• Requirement
Look for "precision" in each line of the entries, and return the matching lines.

***

//! Protocol Constants
//!
//! Compile-time configuration for the yield custody vault: role names,
//! fixed-point scale, yield pool status codes, and the operation
//! signatures that make up each advertised interface.

/// Role names, hashed into 32-byte role identifiers
pub mod roles {
    /// Administrator: grants/revokes roles, mutates registry and config
    pub const ADMIN_ROLE: &str = "ADMIN_ROLE";
    /// Minter: deposits the custody asset into the yield pool
    pub const MINTER_ROLE: &str = "MINTER_ROLE";
    /// Operator: redeems from the yield pool
    pub const OPERATOR_ROLE: &str = "OPERATOR_ROLE";
}

/// Fixed-point precision
pub mod precision {
    /// Exchange rates are expressed as mantissas scaled by 1e18
    pub const EXP_SCALE: u128 = 1_000_000_000_000_000_000; // 1e18
}

/// Yield pool status codes
///
/// The pool reports failures as return codes instead of aborting.
/// Numbering follows the lending protocol's token error reporter.
pub mod pool_status {
    pub const NO_ERROR: u64 = 0;
    pub const BAD_INPUT: u64 = 2;
    pub const MATH_ERROR: u64 = 9;
    pub const TOKEN_INSUFFICIENT_ALLOWANCE: u64 = 12;
    pub const TOKEN_INSUFFICIENT_BALANCE: u64 = 13;
    pub const TOKEN_INSUFFICIENT_CASH: u64 = 14;
    pub const TOKEN_TRANSFER_IN_FAILED: u64 = 15;
    pub const TOKEN_TRANSFER_OUT_FAILED: u64 = 16;
}

/// In-memory yield pool defaults
pub mod memory_pool {
    /// Initial exchange rate mantissa (0.02 underlying per pool token)
    pub const INITIAL_EXCHANGE_RATE: u128 = 20_000_000_000_000_000; // 2e16
}

/// Operation signatures per advertised interface.
///
/// An interface id is the XOR of the 4-byte selectors of its members.
pub mod interface_signatures {
    /// Capability introspection
    pub const INTROSPECTION: &[&str] = &["supportsInterface(bytes4)"];

    /// Role-based access control
    pub const ACCESS_CONTROL: &[&str] = &[
        "hasRole(bytes32,address)",
        "getRoleAdmin(bytes32)",
        "grantRole(bytes32,address)",
        "revokeRole(bytes32,address)",
        "renounceRole(bytes32,address)",
    ];

    /// Custody vault surface
    pub const CUSTODY_VAULT: &[&str] = &[
        "mint(uint256,uint256)",
        "mint(address,uint256)",
        "mint(uint256,uint256,address)",
        "redeem(uint256)",
        "redeemUnderlying(uint256)",
        "setHolders(address[])",
        "setTokenId(uint256)",
        "getHolders()",
        "getHolder(uint256)",
        "getHoldersCount()",
        "batchAddHolder(uint256)",
    ];
}
// ── Endpoint catalogue ──
//
// One variant per `.b` resource the switch serves. The name is what callers
// and configuration use; the path is what the transport requests.

use serde::{Deserialize, Serialize};
use strum::IntoEnumIterator;

use crate::error::CoreError;
use crate::field::FieldSpec;
use crate::model;

#[derive(
    Debug,
    Clone,
    Copy,
    PartialEq,
    Eq,
    PartialOrd,
    Ord,
    Hash,
    Serialize,
    Deserialize,
    strum::Display,
    strum::EnumString,
    strum::EnumIter,
    strum::AsRefStr,
)]
#[serde(rename_all = "lowercase")]
#[strum(serialize_all = "lowercase")]
pub enum Endpoint {
    Link,
    Sys,
    Vlan,
    Fwd,
    Rstp,
    Sfp,
    Stats,
    Lag,
    Snmp,
    Host,
    #[serde(rename = "dhost")]
    #[strum(serialize = "dhost")]
    DynamicHost,
    Igmp,
}

impl Endpoint {
    /// Request path on the switch.
    pub const fn path(self) -> &'static str {
        match self {
            Self::Link => "/link.b",
            Self::Sys => "/sys.b",
            Self::Vlan => "/vlan.b",
            Self::Fwd => "/fwd.b",
            Self::Rstp => "/rstp.b",
            Self::Sfp => "/sfp.b",
            Self::Stats => "/!stats.b",
            Self::Lag => "/lacp.b",
            Self::Snmp => "/snmp.b",
            Self::Host => "/host.b",
            Self::DynamicHost => "/!dhost.b",
            Self::Igmp => "/!igmp.b",
        }
    }

    /// Whether the switch accepts a save on this endpoint.
    pub const fn is_writable(self) -> bool {
        matches!(
            self,
            Self::Link | Self::Sys | Self::Vlan | Self::Fwd | Self::Rstp | Self::Snmp
        )
    }

    /// Endpoints whose arrays do not carry their own length.
    pub const fn needs_port_count(self) -> bool {
        matches!(self, Self::Sys | Self::Fwd | Self::Igmp)
    }

    /// The field table that drives decoding and encoding.
    pub fn fields(self) -> &'static [FieldSpec] {
        match self {
            Self::Link => model::link::FIELDS,
            Self::Sys => model::sys::FIELDS,
            Self::Vlan => model::vlan::FIELDS,
            Self::Fwd => model::fwd::FIELDS,
            Self::Rstp => model::rstp::FIELDS,
            Self::Sfp => model::sfp::FIELDS,
            Self::Stats => model::stats::FIELDS,
            Self::Lag => model::lag::FIELDS,
            Self::Snmp => model::snmp::FIELDS,
            Self::Host | Self::DynamicHost => model::host::FIELDS,
            Self::Igmp => model::igmp::FIELDS,
        }
    }

    /// Resolve a name (`"fwd"`) or a path (`"/fwd.b"`, `"!stats.b"`).
    pub fn from_identifier(id: &str) -> Result<Self, CoreError> {
        let stem = path_stem(id);
        Self::iter()
            .find(|e| e.as_ref() == stem || path_stem(e.path()) == stem)
            .ok_or_else(|| CoreError::UnknownEndpoint(id.to_owned()))
    }
}

fn path_stem(id: &str) -> &str {
    let id = id.trim();
    let id = id.strip_prefix('/').unwrap_or(id);
    let id = id.strip_prefix('!').unwrap_or(id);
    id.strip_suffix(".b").unwrap_or(id)
}

/// Per-call context supplied by the caller.
#[derive(Debug, Clone, Copy, Default, PartialEq, Eq)]
pub struct DecodeContext {
    /// Port count, normally taken from a decoded link table.
    pub port_count: Option<usize>,
}

impl DecodeContext {
    pub const fn new() -> Self {
        Self { port_count: None }
    }

    pub const fn with_ports(port_count: usize) -> Self {
        Self {
            port_count: Some(port_count),
        }
    }
}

***

• Solution
/// Fixed-point precision
pub mod precision {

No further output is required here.